### INPUT RECORDS
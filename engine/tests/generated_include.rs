// Copyright 2026 Workflow project contributors (see CONTRIBUTORS.md).
// Licensed under the Apache License, Version 2.0 (see LICENSE).

mod common;

use tempfile::TempDir;

/// Scenario 5 (§8): one program includes a file that a task of its own generates. Resolving the
/// include must first run the generator, then re-enter resolution over the generated content.
#[tokio::test]
async fn generated_include_runs_generator_before_resolving_it() {
    let dir = TempDir::new().unwrap();
    let base = dir.path().display().to_string();
    let gen_json = common::path_str(dir.path(), "gen.json");

    let item_paths: Vec<String> = (0..10)
        .map(|i| common::path_str(dir.path(), &format!("out/item-{i}")))
        .collect();

    let generated_tasks: Vec<serde_json::Value> = item_paths
        .iter()
        .map(|path| {
            serde_json::json!({
                "creates": [path],
                "script": format!("mkdir -p {base}/out && touch {path}"),
            })
        })
        .collect();
    let generated_program = serde_json::json!({ "task": generated_tasks }).to_string();

    let generator = common::write(
        dir.path(),
        "generator.sh",
        &format!("#!/bin/sh\ncat > {gen_json} <<'EOF'\n{generated_program}\nEOF\n"),
    );

    let requires = item_paths
        .iter()
        .map(|p| format!("\"{p}\""))
        .collect::<Vec<_>>()
        .join(", ");
    let program = format!(
        r#"
include = ["{gen_json}"]

[[task]]
creates = ["{gen_json}"]
script = "sh {generator}"

[[task]]
name = "all"
requires = [{requires}]
"#
    );
    let program_path = common::write(dir.path(), "workflow.toml", &program);

    let database = common::load(dir.path(), &program_path).await;
    database.run("#all").await.unwrap();

    for path in &item_paths {
        assert!(
            std::path::Path::new(path).exists(),
            "expected generated task to have created {path}"
        );
    }
}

### INSTRUCTIONS TO FOLLOW
Lines holding the word "await" are the answer; copy every one from the records above.

### PROBLEM SOLUTION
    let database = common::load(dir.path(), &program_path).await;
    database.run("#all").await.unwrap();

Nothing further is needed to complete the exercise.